The air is made up of many tiny particles. When sound is created, the air particles vibrate and collide with each other, causing the vibrations to pass between air particles. The vibrating particles pass the sound through to a person's ear and vibrate the ear drum.
Light travels much faster than sound through air. For example, a person fires a starting pistol and raises their hand in the air at the same time. A distant observer stood 400 metres (m) away records the time between seeing the action (the light reaches the time keeper immediately) and hearing the sound (which takes more time to cover the same distance).
The speed of sound can be calculated using the equation:
\(speed = \frac{distance}{time}\)
\(v = \frac{d}{t}\)
This is when:
speed (v) is measured in metres per second (m/s)
distance (s) is measured in metres (m)
time (t) is measured in seconds (s)
Example
An observer 400 m away records a 1.2 s time difference between seeing the hand signal and hearing the bang of the starting pistol.
\(v = \frac{d}{t}\)
\(v = 400 \div 1.2\)
\(v = 333~m/s \ (3 \ sf)\)
The accepted value for the speed of sound in air is 330 m/s.

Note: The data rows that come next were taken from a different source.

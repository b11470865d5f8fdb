//! Performance benchmarks for the hot paths of the sampling loop.
//!
//! Run with: cargo bench

use criterion::{criterion_group, criterion_main, BenchmarkId, Criterion};
use futures_util::StreamExt;
use tokio::time::{Duration, Instant};

use verdant::station::sim::{self, SimTelemetry};
use verdant::station::LightMode;
use verdant::{
    publish_snapshot, ReadAttempt, RunningStat, SampleOutcome, SoilCalibration, SoakMetrics,
    StationSnapshot,
};

fn full_snapshot() -> StationSnapshot {
    let mut snapshot = StationSnapshot::new();
    snapshot.temperature_c = Some(23.5);
    snapshot.humidity_pct = Some(55.0);
    snapshot.illuminance_lux = Some(812.0);
    snapshot.soil_raw = 1860;
    snapshot.soil_pct = 50.0;
    snapshot.wifi_rssi_dbm = Some(-57);
    snapshot
}

fn bench_moisture_conversion(c: &mut Criterion) {
    let mut group = c.benchmark_group("moisture_conversion");
    for (dry, wet) in [(2521u16, 1200u16), (3000, 500), (4095, 0)].iter() {
        let calibration = SoilCalibration::new(*dry, *wet).expect("distinct bounds");
        group.bench_with_input(
            BenchmarkId::from_parameter(format!("{}-{}", dry, wet)),
            &calibration,
            |b, calibration| {
                b.iter(|| {
                    let mut acc = 0.0f32;
                    for raw in (0..4096u16).step_by(37) {
                        acc += calibration.moisture_percent(raw);
                    }
                    acc
                })
            },
        );
    }
    group.finish();
}

fn bench_running_stat(c: &mut Criterion) {
    c.bench_function("running_stat_record_1k", |b| {
        b.iter(|| {
            let mut stat = RunningStat::new();
            for sample in 0..1000u64 {
                stat.record(sample * 7 % 500);
            }
            stat.mean()
        })
    });
}

fn bench_station_sample(c: &mut Criterion) {
    let rt = tokio::runtime::Runtime::new().expect("Should create tokio runtime");

    let (mut station, _handles) = rt.block_on(async {
        let (mut station, handles) = sim::steady(42);
        station.init_sensors(LightMode::default());
        station.wifi_mut().connect("bench", "bench");
        (station, handles)
    });
    let calibration = SoilCalibration::default();

    c.bench_function("station_sample", |b| b.iter(|| station.sample(&calibration)));
}

fn bench_publish_batch(c: &mut Criterion) {
    let rt = tokio::runtime::Runtime::new().expect("Should create tokio runtime");

    let mut telemetry = rt.block_on(async { SimTelemetry::new() });
    let snapshot = full_snapshot();

    c.bench_function("publish_snapshot_batch", |b| {
        b.iter(|| publish_snapshot(&mut telemetry, &snapshot))
    });
}

fn bench_soak_aggregation(c: &mut Criterion) {
    let rt = tokio::runtime::Runtime::new().expect("Should create tokio runtime");

    let mut metrics = rt.block_on(async { SoakMetrics::start(Instant::now()) });
    let outcome = SampleOutcome {
        snapshot: full_snapshot(),
        climate: ReadAttempt::Ok,
        light: ReadAttempt::Ok,
        rssi_read: true,
    };

    c.bench_function("soak_record_sample", |b| {
        b.iter(|| metrics.record_sample(&outcome, 120))
    });
}

fn bench_report_render(c: &mut Criterion) {
    let rt = tokio::runtime::Runtime::new().expect("Should create tokio runtime");

    let report = rt.block_on(async {
        let mut metrics = SoakMetrics::start(Instant::now());
        for _ in 0..150 {
            metrics.record_sample(
                &SampleOutcome {
                    snapshot: full_snapshot(),
                    climate: ReadAttempt::Ok,
                    light: ReadAttempt::Ok,
                    rssi_read: true,
                },
                120,
            );
            metrics.record_publish(80);
            metrics.record_heap(180_000);
        }
        metrics.snapshot(metrics.started())
    });

    c.bench_function("report_render_text", |b| b.iter(|| report.render_text()));
    c.bench_function("report_render_csv", |b| b.iter(|| report.render_csv()));
}

fn bench_stream_first_snapshot(c: &mut Criterion) {
    let rt = tokio::runtime::Runtime::new().expect("Should create tokio runtime");

    c.bench_function("stream_setup_and_first_snapshot", |b| {
        b.to_async(&rt).iter(|| async {
            let (mut station, _handles) = sim::steady(42);
            station.init_sensors(LightMode::default());
            let mut stream =
                station.into_stream(SoilCalibration::default(), Duration::from_millis(2000));
            stream.next().await
        })
    });
}

fn bench_snapshot_serialization(c: &mut Criterion) {
    let snapshot = full_snapshot();

    c.bench_function("snapshot_json_serialization", |b| {
        b.iter(|| serde_json::to_string(&snapshot).expect("Should serialize"))
    });

    c.bench_function("snapshot_json_pretty_serialization", |b| {
        b.iter(|| serde_json::to_string_pretty(&snapshot).expect("Should serialize"))
    });
}

criterion_group!(
    benches,
    bench_moisture_conversion,
    bench_running_stat,
    bench_station_sample,
    bench_publish_batch,
    bench_soak_aggregation,
    bench_report_render,
    bench_stream_first_snapshot,
    bench_snapshot_serialization
);
criterion_main!(benches);
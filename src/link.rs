//! Edge-triggered connectivity monitoring.
//!
//! The agent watches two independent links: the WiFi association and
//! the telemetry session. Each gets a [`LinkMonitor`] that compares the
//! state seen this driver pass against the previous pass and reports
//! only the transitions, so a long outage counts once no matter how
//! many passes observe it.

use serde::{Deserialize, Serialize};

/// The two independently monitored connectivity layers.
#[derive(Debug, Clone, Copy, PartialEq, Eq, Hash, Serialize, Deserialize)]
pub enum LinkChannel {
    /// Station-mode WiFi association.
    Wifi,
    /// Authenticated telemetry session on top of the network.
    Telemetry,
}

impl LinkChannel {
    /// Short name used in logs.
    pub fn label(self) -> &'static str {
        match self {
            LinkChannel::Wifi => "wifi",
            LinkChannel::Telemetry => "telemetry",
        }
    }
}

/// A state transition observed on one link.
#[derive(Debug, Clone, Copy, PartialEq, Eq, Serialize, Deserialize)]
pub enum LinkEvent {
    /// The link was up last pass and is down now.
    Down,
    /// The link was down last pass and is up now.
    Up,
}

/// Tracks one link's previous state and reports transitions.
///
/// Reconnection policy lives with the caller. The agent reissues a
/// fire-and-forget connect on every pass that observes the link down,
/// with no backoff and no retry cap; a deployment behind a flaky
/// gateway will want to bound that before reusing the loop.
#[derive(Debug, Clone)]
pub struct LinkMonitor {
    channel: LinkChannel,
    was_connected: bool,
}

impl LinkMonitor {
    /// Create a monitor seeded with the state observed at startup, so
    /// the first pass of the loop does not fire a spurious edge.
    pub fn new(channel: LinkChannel, initially_connected: bool) -> Self {
        Self {
            channel,
            was_connected: initially_connected,
        }
    }

    /// Which link this monitor watches.
    pub fn channel(&self) -> LinkChannel {
        self.channel
    }

    /// The state seen on the most recent observation.
    pub fn is_connected(&self) -> bool {
        self.was_connected
    }

    /// Record the state seen this pass and return the edge, if any.
    pub fn observe(&mut self, connected: bool) -> Option<LinkEvent> {
        let event = match (self.was_connected, connected) {
            (true, false) => Some(LinkEvent::Down),
            (false, true) => Some(LinkEvent::Up),
            _ => None,
        };
        self.was_connected = connected;
        event
    }
}
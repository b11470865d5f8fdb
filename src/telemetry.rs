//! Dashboard channel assignment and ordered publishing.

use serde::{Deserialize, Serialize};

use crate::reading::StationSnapshot;
use crate::station::TelemetryLink;

/// Virtual dashboard channel for one published quantity.
///
/// The numbering is load-bearing: deployed dashboards bind widgets to
/// channels by index, so renumbering silently rewires every gauge.
#[derive(Debug, Clone, Copy, PartialEq, Eq, Hash, Serialize, Deserialize)]
#[repr(u8)]
pub enum Channel {
    /// Air temperature in degrees Celsius.
    Temperature = 0,
    /// Relative air humidity in percent.
    Humidity = 1,
    /// Ambient light in lux.
    Illuminance = 2,
    /// Soil moisture in percent.
    SoilMoisture = 3,
    /// WiFi signal strength in dBm.
    WifiSignal = 4,
}

impl Channel {
    /// The order readings are written within one tick.
    pub const PUBLISH_ORDER: [Channel; 5] = [
        Channel::Temperature,
        Channel::Humidity,
        Channel::Illuminance,
        Channel::SoilMoisture,
        Channel::WifiSignal,
    ];

    /// Wire index of this channel.
    pub fn index(self) -> u8 {
        self as u8
    }

    /// Short name used in logs and dashboard templates.
    pub fn label(self) -> &'static str {
        match self {
            Channel::Temperature => "temperature",
            Channel::Humidity => "humidity",
            Channel::Illuminance => "illuminance",
            Channel::SoilMoisture => "soil moisture",
            Channel::WifiSignal => "wifi signal",
        }
    }
}

/// Publish every valid reading of one snapshot, in declared channel
/// order, and return the number of channels written.
///
/// Invalid readings are skipped rather than sent as placeholders, so a
/// dashboard gauge holds its last real value instead of spiking to a
/// sentinel. Transport state is the caller's concern: this assumes the
/// link is usable and the writes are fire-and-forget.
pub fn publish_snapshot(link: &mut dyn TelemetryLink, snapshot: &StationSnapshot) -> usize {
    let mut written = 0;
    for channel in Channel::PUBLISH_ORDER {
        let value = match channel {
            Channel::Temperature => snapshot.temperature_c.map(f64::from),
            Channel::Humidity => snapshot.humidity_pct.map(f64::from),
            Channel::Illuminance => snapshot.illuminance_lux.map(f64::from),
            Channel::SoilMoisture => Some(f64::from(snapshot.soil_pct)),
            Channel::WifiSignal => snapshot.wifi_rssi_dbm.map(f64::from),
        };
        if let Some(value) = value {
            link.publish(channel, value);
            written += 1;
        }
    }
    written
}
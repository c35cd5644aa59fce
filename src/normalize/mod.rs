//! Text normalization shared by every analysis path.
//!
//! Both the pronunciation scorer and the correction engine compare text at
//! the word level, so they first pass their inputs through the same
//! normalization: case folding, punctuation stripping, and whitespace
//! collapsing. Keeping this in one place guarantees that "Cat, bat, hat"
//! and "cat bat hat" tokenize identically on both sides of a comparison.
//!
//! All functions here are total: empty or garbage input yields empty
//! output, never an error.

/// Normalize text for comparison.
///
/// Lower-cases the input, removes every character that is neither
/// alphanumeric nor whitespace, collapses whitespace runs to a single
/// space, and trims the ends.
///
/// # Examples
///
/// ```rust
/// use libfluency::normalize::normalize;
///
/// assert_eq!(normalize("Hello, World!  How are you?"), "hello world how are you");
/// assert_eq!(normalize(""), "");
/// ```
pub fn normalize(text: &str) -> String {
    text.to_lowercase()
        .chars()
        .filter(|c| c.is_alphanumeric() || c.is_whitespace())
        .collect::<String>()
        .split_whitespace()
        .collect::<Vec<_>>()
        .join(" ")
}

/// Split text into normalized word tokens.
///
/// Applies [`normalize`] and splits on spaces, dropping empty tokens.
/// Empty input yields an empty list.
pub fn tokenize(text: &str) -> Vec<String> {
    normalize(text)
        .split_whitespace()
        .map(|w| w.to_string())
        .collect()
}

/// Number of normalized word tokens in `text`.
#[inline]
pub fn word_count(text: &str) -> usize {
    normalize(text).split_whitespace().count()
}

/// Number of Unicode codepoints in `s`.
#[inline]
pub(crate) fn char_len(s: &str) -> usize {
    s.chars().count()
}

However, this experimental method is flawed as humans do not use stop clocks identically to one another. One person might stop the timer a fraction of a second later than another person. The values recorded will be dependent on the reaction time of the observer, and will not be entirely accurate. This explains why the answer of 333 m/s is slightly above the accepted value for the speed of sound in air.